• Brief
Print the listing below from its opening line through the line holding "filename src/models/mod.rs", both ends included.
[Data extracts Boundary: Start]
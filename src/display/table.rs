//! Itemized expense tables
//!
//! Renders a group of labelled amounts with a closing total row.

use tabled::settings::object::{Columns, Rows};
use tabled::settings::{Alignment, Modify, Style};
use tabled::{Table, Tabled};

use crate::models::{Currency, Money};

use super::report::format_amount;

#[derive(Tabled)]
struct LineItemRow {
    #[tabled(rename = "Item")]
    item: String,
    #[tabled(rename = "Monthly")]
    amount: String,
}

/// Format labelled amounts as a table ending in a total row
pub fn format_line_items(
    items: &[(&str, Money)],
    total_label: &str,
    total: Money,
    currency: Currency,
) -> String {
    let rows = items
        .iter()
        .map(|(item, amount)| LineItemRow {
            item: (*item).to_string(),
            amount: format_amount(*amount, currency),
        })
        .chain(std::iter::once(LineItemRow {
            item: total_label.to_string(),
            amount: format_amount(total, currency),
        }));

    let mut table = Table::new(rows);
    table
        .with(Style::modern())
        .with(Modify::new(Columns::new(1..)).with(Alignment::right()))
        .with(Modify::new(Rows::first()).with(Alignment::center()));
    table.to_string()
}
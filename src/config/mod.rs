//! Configuration module for afford
//!
//! This module provides configuration management including:
//! - Platform-aware path resolution
//! - User settings persistence

pub mod paths;
pub mod settings;

pub use paths::AffordPaths;
pub use settings::Settings;
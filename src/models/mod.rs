//! Core data models for afford
//!
//! This module contains the data structures of the affordability domain:
//! money amounts, currency labels, the input record and risk tiers.

pub mod currency;
pub mod inputs;
pub mod money;
pub mod risk;

pub use currency::Currency;
pub use inputs::{AffordabilityInputs, CarExpenses, Utilities};
pub use money::{Money, MoneyParseError};
pub use risk::RiskLevel;
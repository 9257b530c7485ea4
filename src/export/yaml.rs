//! YAML Export functionality
//!
//! Human-readable form of the assessment and scenario documents.

use std::io::Write;

use crate::error::{AffordError, AffordResult};
use crate::export::json::AssessmentExport;
use crate::models::AffordabilityInputs;
use crate::services::Assessment;

/// Export an assessment to YAML with a commented header
pub fn export_assessment_yaml<W: Write>(assessment: &Assessment, writer: &mut W) -> AffordResult<()> {
    let export = AssessmentExport::new(assessment);

    writeln!(writer, "# Mortgage Affordability Assessment")
        .map_err(|e| AffordError::Export(e.to_string()))?;
    writeln!(writer, "# Generated: {}", export.generated_at)
        .map_err(|e| AffordError::Export(e.to_string()))?;
    writeln!(writer, "# App Version: {}", export.app_version)
        .map_err(|e| AffordError::Export(e.to_string()))?;
    writeln!(writer).map_err(|e| AffordError::Export(e.to_string()))?;

    serde_yaml::to_writer(writer, &export).map_err(|e| AffordError::Export(e.to_string()))?;

    Ok(())
}

/// Write the input record as a YAML scenario
pub fn export_scenario_yaml<W: Write>(
    inputs: &AffordabilityInputs,
    writer: &mut W,
) -> AffordResult<()> {
    writeln!(writer, "# Monthly figures in {}", inputs.currency)
        .map_err(|e| AffordError::Export(e.to_string()))?;
    serde_yaml::to_writer(writer, inputs).map_err(|e| AffordError::Export(e.to_string()))?;
    Ok(())
}

/// Read an input record from a YAML scenario
pub fn import_scenario_yaml(yaml_str: &str) -> AffordResult<AffordabilityInputs> {
    serde_yaml::from_str(yaml_str).map_err(|e| AffordError::Import(e.to_string()))
}
//! Still-image output: viewport renders, canvas-space snapshots and PNG export.

use crate::raster::{RasterRenderer, source_over};
use crate::renderer::{RenderContext, RenderResult, Renderer, RendererError};
use ab_glyph::FontArc;
use image::{Rgba, RgbaImage};
use kurbo::Size;
use std::path::Path;
use tandem_core::camera::Viewport;
use tandem_core::canvas::Canvas;
use tandem_core::decode::DecodedImage;

fn pixel_size(size: Size) -> RenderResult<(u32, u32)> {
    let (w, h) = (size.width.round(), size.height.round());
    if !(w >= 1.0 && h >= 1.0 && w <= u32::MAX as f64 && h <= u32::MAX as f64) {
        return Err(RendererError::InvalidSize {
            width: w.max(0.0) as u32,
            height: h.max(0.0) as u32,
        });
    }
    Ok((w as u32, h as u32))
}

fn render(ctx: &RenderContext, font: Option<&FontArc>) -> RenderResult<RgbaImage> {
    let (width, height) = pixel_size(ctx.size)?;
    let mut renderer = RasterRenderer::new(width, height)?;
    if let Some(font) = font {
        renderer = renderer.with_font(font.clone());
    }
    renderer.build_scene(ctx);
    Ok(renderer.into_surface())
}

/// Render what `viewport` shows, over a transparent background.
pub fn render_viewport(canvas: &Canvas, viewport: &Viewport, font: Option<&FontArc>) -> RenderResult<RgbaImage> {
    render(&RenderContext::new(canvas, viewport), font)
}

/// Render canvas space at scale 1 from the origin, composited over white.
pub fn render_world_snapshot(canvas: &Canvas, size: Size, font: Option<&FontArc>) -> RenderResult<DecodedImage> {
    into_frame(render(&RenderContext::world(canvas, size), font)?)
}

/// Render what `viewport` shows, composited over white.
///
/// This is the frame a raster mirror crops from; its canvas-to-frame
/// transform is `viewport.display_transform(&canvas.camera)`.
pub fn render_viewport_snapshot(
    canvas: &Canvas,
    viewport: &Viewport,
    font: Option<&FontArc>,
) -> RenderResult<DecodedImage> {
    into_frame(render_viewport(canvas, viewport, font)?)
}

fn into_frame(mut surface: RgbaImage) -> RenderResult<DecodedImage> {
    flatten_over_white(&mut surface);
    let (width, height) = surface.dimensions();
    DecodedImage::new(width, height, surface.into_raw()).map_err(|e| RendererError::Encode(e.to_string()))
}

/// Composite every pixel over an opaque white background.
pub fn flatten_over_white(surface: &mut RgbaImage) {
    for pixel in surface.pixels_mut() {
        let [r, g, b, a] = pixel.0;
        *pixel = source_over(Rgba([255, 255, 255, 255]), [r, g, b, a], 1.0);
    }
}

/// Encode RGBA pixel data to PNG bytes.
pub fn encode_png(rgba_data: &[u8], width: u32, height: u32) -> RenderResult<Vec<u8>> {
    let mut png_data = Vec::new();
    {
        let mut encoder = png::Encoder::new(&mut png_data, width, height);
        encoder.set_color(png::ColorType::Rgba);
        encoder.set_depth(png::BitDepth::Eight);

        let mut writer = encoder
            .write_header()
            .map_err(|e| RendererError::Encode(format!("PNG header: {e}")))?;
        writer
            .write_image_data(rgba_data)
            .map_err(|e| RendererError::Encode(format!("PNG data: {e}")))?;
    }
    Ok(png_data)
}

/// Export the viewport's pixels over opaque white as PNG bytes.
pub fn export_png(canvas: &Canvas, viewport: &Viewport, font: Option<&FontArc>) -> RenderResult<Vec<u8>> {
    let mut surface = render_viewport(canvas, viewport, font)?;
    flatten_over_white(&mut surface);
    let (width, height) = surface.dimensions();
    let png_data = encode_png(surface.as_raw(), width, height)?;
    log::info!("PNG export complete: {}x{}, {} bytes", width, height, png_data.len());
    Ok(png_data)
}

/// Write an [`RgbaImage`] to `path` as PNG.
pub fn save_png(surface: &RgbaImage, path: &Path) -> RenderResult<()> {
    let (width, height) = surface.dimensions();
    let png_data = encode_png(surface.as_raw(), width, height)?;
    std::fs::write(path, png_data)?;
    Ok(())
}

#[cfg(test)]
mod tests {
    use super::*;
    use kurbo::Point;
    use tandem_core::tools::ToolKind;

    fn canvas_with_line() -> Canvas {
        let mut canvas = Canvas::new();
        canvas.set_tool(ToolKind::Line);
        canvas.start_drawing(Point::new(0.0, 10.0));
        canvas.continue_drawing(Point::new(20.0, 10.0));
        canvas.end_drawing();
        canvas
    }

    #[test]
    fn test_export_is_opaque_over_white() {
        let canvas = canvas_with_line();
        let viewport = Viewport::new(Point::ZERO, Size::new(20.0, 20.0));
        let bytes = export_png(&canvas, &viewport, None).unwrap();
        let decoded = image::load_from_memory(&bytes).unwrap().to_rgba8();
        assert_eq!(decoded.dimensions(), (20, 20));
        assert_eq!(*decoded.get_pixel(5, 2), Rgba([255, 255, 255, 255]));
        assert_eq!(*decoded.get_pixel(5, 9), Rgba([0, 0, 0, 255]));
        assert!(decoded.pixels().all(|p| p[3] == 255));
    }

    #[test]
    fn test_export_follows_view_transform() {
        let mut canvas = canvas_with_line();
        canvas.pan(kurbo::Vec2::new(0.0, 5.0));
        let viewport = Viewport::new(Point::ZERO, Size::new(20.0, 20.0));
        let bytes = export_png(&canvas, &viewport, None).unwrap();
        let decoded = image::load_from_memory(&bytes).unwrap().to_rgba8();
        assert_eq!(*decoded.get_pixel(5, 14), Rgba([0, 0, 0, 255]));
        assert_eq!(*decoded.get_pixel(5, 9), Rgba([255, 255, 255, 255]));
    }

    #[test]
    fn test_world_snapshot_ignores_camera() {
        let mut canvas = canvas_with_line();
        canvas.zoom_at(Point::ZERO, 3.0);
        let frame = render_world_snapshot(&canvas, Size::new(20.0, 20.0), None).unwrap();
        assert_eq!(frame.pixel(5, 9), Some([0, 0, 0, 255]));
        assert_eq!(frame.pixel(5, 2), Some([255, 255, 255, 255]));
    }

    #[test]
    fn test_viewport_snapshot_follows_camera() {
        let mut canvas = canvas_with_line();
        canvas.pan(kurbo::Vec2::new(0.0, 5.0));
        let viewport = Viewport::new(Point::ZERO, Size::new(20.0, 20.0));
        let frame = render_viewport_snapshot(&canvas, &viewport, None).unwrap();
        assert_eq!(frame.pixel(5, 14), Some([0, 0, 0, 255]));
        assert_eq!(frame.pixel(5, 9), Some([255, 255, 255, 255]));
    }

    #[test]
    fn test_zero_viewport_is_an_error() {
        let canvas = Canvas::new();
        let viewport = Viewport::new(Point::ZERO, Size::new(0.0, 10.0));
        assert!(matches!(
            export_png(&canvas, &viewport, None),
            Err(RendererError::InvalidSize { .. })
        ));
    }

    #[test]
    fn test_save_png_writes_file() {
        let dir = tempfile::tempdir().unwrap();
        let path = dir.path().join("out.png");
        let surface = RgbaImage::from_pixel(3, 2, Rgba([1, 2, 3, 255]));
        save_png(&surface, &path).unwrap();
        let back = image::open(&path).unwrap().to_rgba8();
        assert_eq!(back, surface);
    }
}
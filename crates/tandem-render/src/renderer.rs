//! Renderer trait abstraction and the display-list builder.

use kurbo::{Affine, Point, Rect, Size, Vec2};
use peniko::Color;
use tandem_core::Element;
use tandem_core::camera::Viewport;
use tandem_core::canvas::Canvas;
use tandem_core::elements::{FontFamily, ImageRef, ShapeKind};
use thiserror::Error;

/// Renderer errors.
#[derive(Debug, Error)]
pub enum RendererError {
    #[error("Invalid surface size {width}x{height}")]
    InvalidSize { width: u32, height: u32 },
    #[error("Encode failed: {0}")]
    Encode(String),
    #[error("Font error: {0}")]
    Font(String),
    #[error("IO error: {0}")]
    Io(#[from] std::io::Error),
}

/// Result type for renderer operations.
pub type RenderResult<T> = Result<T, RendererError>;

/// One immediate-mode drawing operation.
///
/// Geometry is in canvas coordinates; the most recent [`DrawCommand::SetTransform`]
/// maps it to surface pixels.
#[derive(Debug, Clone, PartialEq)]
pub enum DrawCommand {
    /// Fill the whole surface, ignoring the transform.
    Clear(Color),
    SetTransform(Affine),
    Polyline {
        points: Vec<Point>,
        color: Color,
        width: f64,
    },
    Rect {
        rect: Rect,
        color: Color,
        width: f64,
    },
    Ellipse {
        center: Point,
        radii: Vec2,
        color: Color,
        width: f64,
    },
    Line {
        from: Point,
        to: Point,
        color: Color,
        width: f64,
    },
    Arrow {
        from: Point,
        to: Point,
        head: Option<[Point; 2]>,
        color: Color,
        width: f64,
    },
    /// Text run; `position` is the top-left of the first line.
    Text {
        position: Point,
        text: String,
        color: Color,
        font_size: f64,
        family: FontFamily,
    },
    Image {
        image_ref: ImageRef,
        rect: Rect,
    },
}

/// Context for a single render frame.
pub struct RenderContext<'a> {
    /// The canvas to render.
    pub canvas: &'a Canvas,
    /// Surface size in pixels.
    pub size: Size,
    /// Canvas-to-surface transform.
    pub transform: Affine,
    /// Background color.
    pub background_color: Color,
}

impl<'a> RenderContext<'a> {
    /// Render `canvas` as seen through `viewport`, including its display rotation.
    pub fn new(canvas: &'a Canvas, viewport: &Viewport) -> Self {
        Self {
            canvas,
            size: viewport.size,
            transform: viewport.display_transform(&canvas.camera),
            background_color: Color::from_rgba8(0, 0, 0, 0),
        }
    }

    /// Render canvas space directly at scale 1, ignoring the camera.
    pub fn world(canvas: &'a Canvas, size: Size) -> Self {
        Self {
            canvas,
            size,
            transform: Affine::IDENTITY,
            background_color: Color::from_rgba8(0, 0, 0, 0),
        }
    }

    /// Set the background color.
    pub fn with_background(mut self, color: Color) -> Self {
        self.background_color = color;
        self
    }

    /// Full replay of the canvas: clear, transform, then every element back to front.
    pub fn display_list(&self) -> Vec<DrawCommand> {
        let elements = self.canvas.elements();
        let mut commands = Vec::with_capacity(elements.len() + 2);
        commands.push(DrawCommand::Clear(self.background_color));
        commands.push(DrawCommand::SetTransform(self.transform));
        commands.extend(elements.iter().map(element_command));
        commands
    }
}

/// Display list for `canvas` in `viewport`, over a transparent background.
pub fn build_display_list(canvas: &Canvas, viewport: &Viewport) -> Vec<DrawCommand> {
    RenderContext::new(canvas, viewport).display_list()
}

fn element_command(element: &Element) -> DrawCommand {
    match element {
        Element::Stroke(stroke) => DrawCommand::Polyline {
            points: stroke.points.clone(),
            color: stroke.color.into(),
            width: stroke.width,
        },
        Element::Shape(shape) => {
            let color: Color = shape.color.into();
            let width = shape.width;
            match shape.kind {
                ShapeKind::Rectangle => DrawCommand::Rect {
                    rect: shape.rect(),
                    color,
                    width,
                },
                ShapeKind::Ellipse => {
                    let (center, rx, ry) = shape.ellipse_params();
                    DrawCommand::Ellipse {
                        center,
                        radii: Vec2::new(rx, ry),
                        color,
                        width,
                    }
                }
                ShapeKind::Line => DrawCommand::Line {
                    from: shape.start,
                    to: shape.end,
                    color,
                    width,
                },
                ShapeKind::Arrow => DrawCommand::Arrow {
                    from: shape.start,
                    to: shape.end,
                    head: shape.arrow_head(),
                    color,
                    width,
                },
            }
        }
        Element::Text(text) => DrawCommand::Text {
            position: text.position,
            text: text.text.clone(),
            color: text.color.into(),
            font_size: text.font_size,
            family: text.font_family,
        },
        Element::Image(image) => DrawCommand::Image {
            image_ref: image.image_ref.clone(),
            rect: image.rect(),
        },
    }
}

/// Trait for rendering backends.
pub trait Renderer {
    /// Replay one frame for `ctx`. The surface is cleared and fully redrawn.
    fn build_scene(&mut self, ctx: &RenderContext);

    /// Get the background color (for clearing).
    fn background_color(&self, ctx: &RenderContext) -> Color {
        ctx.background_color
    }
}

#[cfg(test)]
mod tests {
    use super::*;
    use tandem_core::tools::ToolKind;

    fn viewport() -> Viewport {
        Viewport::new(Point::ZERO, Size::new(800.0, 600.0))
    }

    #[test]
    fn test_empty_canvas_clears_and_sets_transform() {
        let canvas = Canvas::new();
        let commands = build_display_list(&canvas, &viewport());
        assert_eq!(commands.len(), 2);
        assert!(matches!(commands[0], DrawCommand::Clear(_)));
        assert_eq!(commands[1], DrawCommand::SetTransform(Affine::IDENTITY));
    }

    #[test]
    fn test_commands_follow_element_order() {
        let mut canvas = Canvas::new();
        canvas.start_drawing(Point::new(0.0, 0.0));
        canvas.continue_drawing(Point::new(5.0, 5.0));
        canvas.end_drawing();
        canvas.set_tool(ToolKind::Arrow);
        canvas.start_drawing(Point::new(0.0, 0.0));
        canvas.continue_drawing(Point::new(100.0, 0.0));
        canvas.end_drawing();
        canvas.insert_text(Point::new(3.0, 4.0), "hi");

        let commands = build_display_list(&canvas, &viewport());
        assert!(matches!(&commands[2], DrawCommand::Polyline { points, .. } if points.len() == 2));
        assert!(matches!(&commands[3], DrawCommand::Arrow { head: Some(_), .. }));
        assert!(matches!(&commands[4], DrawCommand::Text { text, .. } if text == "hi"));
    }

    #[test]
    fn test_rotated_viewport_uses_display_transform() {
        let canvas = Canvas::new();
        let rotated = viewport().rotated(true);
        let commands = build_display_list(&canvas, &rotated);
        match commands[1] {
            DrawCommand::SetTransform(t) => {
                let p = t * Point::new(0.0, 0.0);
                assert!((p.x - 800.0).abs() < 1e-9 && (p.y - 600.0).abs() < 1e-9);
            }
            ref other => panic!("unexpected {other:?}"),
        }
    }

    #[test]
    fn test_shape_kinds_map_to_primitives() {
        let mut canvas = Canvas::new();
        for tool in [ToolKind::Rectangle, ToolKind::Ellipse, ToolKind::Line] {
            canvas.set_tool(tool);
            canvas.start_drawing(Point::new(10.0, 10.0));
            canvas.continue_drawing(Point::new(30.0, 50.0));
            canvas.end_drawing();
        }
        let commands = RenderContext::world(&canvas, Size::new(64.0, 64.0)).display_list();
        assert!(matches!(commands[2], DrawCommand::Rect { rect, .. } if rect == Rect::new(10.0, 10.0, 30.0, 50.0)));
        assert!(matches!(
            commands[3],
            DrawCommand::Ellipse { center, radii, .. } if center == Point::new(20.0, 30.0) && radii == Vec2::new(10.0, 20.0)
        ));
        assert!(matches!(commands[4], DrawCommand::Line { .. }));
    }
}
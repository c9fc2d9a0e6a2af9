//! Image element.

use super::{ElementId, ElementTrait};
use kurbo::{Point, Rect};
use serde::{Deserialize, Serialize};
use std::fmt;
use uuid::Uuid;

/// Handle to decoded pixels held by the [`ImageStore`](crate::decode::ImageStore).
#[derive(Debug, Clone, PartialEq, Eq, Hash, Serialize, Deserialize)]
pub struct ImageRef(pub String);

impl ImageRef {
    /// Allocate a fresh, unique reference.
    pub fn generate() -> Self {
        Self(Uuid::new_v4().to_string())
    }
}

impl fmt::Display for ImageRef {
    fn fmt(&self, f: &mut fmt::Formatter<'_>) -> fmt::Result {
        f.write_str(&self.0)
    }
}

/// A placed raster image.
#[derive(Debug, Clone, PartialEq, Serialize, Deserialize)]
pub struct Image {
    pub(crate) id: ElementId,
    pub image_ref: ImageRef,
    /// Top-left corner.
    pub position: Point,
    /// Display width.
    pub width: f64,
    /// Display height.
    pub height: f64,
}

impl Image {
    pub fn new(image_ref: ImageRef, position: Point, width: f64, height: f64) -> Self {
        Self {
            id: Uuid::new_v4(),
            image_ref,
            position,
            width,
            height,
        }
    }

    pub fn rect(&self) -> Rect {
        Rect::from_origin_size(self.position, (self.width, self.height))
    }
}

impl ElementTrait for Image {
    fn id(&self) -> ElementId {
        self.id
    }

    fn bounds(&self) -> Rect {
        self.rect()
    }
}
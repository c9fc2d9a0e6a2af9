//! Session scripts: a JSON description of a pane layout and the input to replay.

use kurbo::Size;
use serde::{Deserialize, Serialize};
use std::path::PathBuf;
use tandem_core::config::{ConfigError, EngineConfig};
use tandem_core::elements::FontFamily;
use tandem_core::input::{PointerEvent, TouchEvent};
use tandem_core::session::{MirrorMode, Pane};
use tandem_core::tools::ToolKind;

/// Size of each pane in pixels.
#[derive(Debug, Clone, Copy, PartialEq, Serialize, Deserialize)]
pub struct PaneSize {
    pub width: f64,
    pub height: f64,
}

impl Default for PaneSize {
    fn default() -> Self {
        Self {
            width: 800.0,
            height: 600.0,
        }
    }
}

impl From<PaneSize> for Size {
    fn from(size: PaneSize) -> Self {
        Size::new(size.width, size.height)
    }
}

/// One scripted user action.
#[derive(Debug, Clone, PartialEq, Serialize, Deserialize)]
#[serde(tag = "action", rename_all = "snake_case")]
pub enum Action {
    /// Pointer event delivered to a pane, in client coordinates.
    Pointer { pane: Pane, event: PointerEvent },
    /// Touch event delivered to a pane, in client coordinates.
    Touch { pane: Pane, event: TouchEvent },
    SetTool { tool: ToolKind },
    /// `#rgb`, `#rrggbb` or `#rrggbbaa`.
    SetColor { color: String },
    SetWidth { width: f64 },
    SetFontSize { size: f64 },
    SetFontFamily { family: FontFamily },
    /// Insert text at a canvas position.
    InsertText { x: f64, y: f64, text: String },
    /// Decode an image file (relative to the script) and insert it at a canvas position.
    InsertImage { path: PathBuf, x: f64, y: f64 },
    /// Replace the text of the element being edited.
    CommitText { text: String },
    CancelText,
    Undo,
    Redo,
    Clear,
    /// Swap the active pane.
    Flip,
    /// Resize both panes.
    Resize { size: PaneSize },
    ResetView,
}

/// A replayable session.
#[derive(Debug, Clone, Default, PartialEq, Serialize, Deserialize)]
#[serde(default)]
pub struct Script {
    /// Engine tunables. Defaults apply when absent.
    pub config: Option<EngineConfig>,
    pub mode: MirrorMode,
    /// Size of each of the two stacked panes.
    pub viewport: PaneSize,
    /// TrueType/OpenType font for text runs (relative to the script).
    pub font: Option<PathBuf>,
    pub actions: Vec<Action>,
}

impl Script {
    /// Parse a script, validating any embedded config.
    pub fn from_json(json: &str) -> Result<Self, ConfigError> {
        let script: Self = serde_json::from_str(json)?;
        if let Some(config) = &script.config {
            config.validate()?;
        }
        Ok(script)
    }

    pub fn engine_config(&self) -> EngineConfig {
        self.config.clone().unwrap_or_default()
    }
}

#[cfg(test)]
mod tests {
    use super::*;
    use kurbo::Point;
    use tandem_core::input::MouseButton;

    #[test]
    fn test_parse_minimal_script() {
        let script = Script::from_json("{}").unwrap();
        assert_eq!(script.mode, MirrorMode::Shared);
        assert_eq!(script.viewport, PaneSize::default());
        assert!(script.actions.is_empty());
    }

    #[test]
    fn test_parse_actions() {
        let json = r##"{
            "mode": "raster",
            "viewport": {"width": 400, "height": 300},
            "actions": [
                {"action": "set_tool", "tool": "rectangle"},
                {"action": "set_color", "color": "#ff0000"},
                {"action": "pointer", "pane": "primary",
                 "event": {"kind": "down", "position": {"x": 1.0, "y": 2.0}, "button": "left"}},
                {"action": "pointer", "pane": "primary", "event": {"kind": "leave"}},
                {"action": "undo"},
                {"action": "flip"}
            ]
        }"##;
        let script = Script::from_json(json).unwrap();
        assert_eq!(script.mode, MirrorMode::Raster);
        assert_eq!(script.actions.len(), 6);
        assert_eq!(script.actions[0], Action::SetTool { tool: ToolKind::Rectangle });
        assert_eq!(
            script.actions[2],
            Action::Pointer {
                pane: Pane::Primary,
                event: PointerEvent::Down {
                    position: Point::new(1.0, 2.0),
                    button: MouseButton::Left,
                },
            }
        );
        assert_eq!(script.actions[4], Action::Undo);
    }

    #[test]
    fn test_invalid_config_is_rejected() {
        let json = r#"{"config": {"min_scale": 2.0, "max_scale": 1.0}}"#;
        assert!(matches!(Script::from_json(json), Err(ConfigError::Invalid(_))));
    }

    #[test]
    fn test_unknown_action_is_a_parse_error() {
        let json = r#"{"actions": [{"action": "teleport"}]}"#;
        assert!(matches!(Script::from_json(json), Err(ConfigError::Parse(_))));
    }
}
[Data extracts Boundary: End]
• Answer to this problem
filename src/display/table.rs
//! Itemized expense tables
//!
//! Renders a group of labelled amounts with a closing total row.

use tabled::settings::object::{Columns, Rows};
use tabled::settings::{Alignment, Modify, Style};
use tabled::{Table, Tabled};

use crate::models::{Currency, Money};

use super::report::format_amount;

#[derive(Tabled)]
struct LineItemRow {
    #[tabled(rename = "Item")]
    item: String,
    #[tabled(rename = "Monthly")]
    amount: String,
}

/// Format labelled amounts as a table ending in a total row
pub fn format_line_items(
    items: &[(&str, Money)],
    total_label: &str,
    total: Money,
    currency: Currency,
) -> String {
    let rows = items
        .iter()
        .map(|(item, amount)| LineItemRow {
            item: (*item).to_string(),
            amount: format_amount(*amount, currency),
        })
        .chain(std::iter::once(LineItemRow {
            item: total_label.to_string(),
            amount: format_amount(total, currency),
        }));

    let mut table = Table::new(rows);
    table
        .with(Style::modern())
        .with(Modify::new(Columns::new(1..)).with(Alignment::right()))
        .with(Modify::new(Rows::first()).with(Alignment::center()));
    table.to_string()
}
filename src/config/mod.rs
//! Configuration module for afford
//!
//! This module provides configuration management including:
//! - Platform-aware path resolution
//! - User settings persistence

pub mod paths;
pub mod settings;

pub use paths::AffordPaths;
pub use settings::Settings;
filename src/models/mod.rs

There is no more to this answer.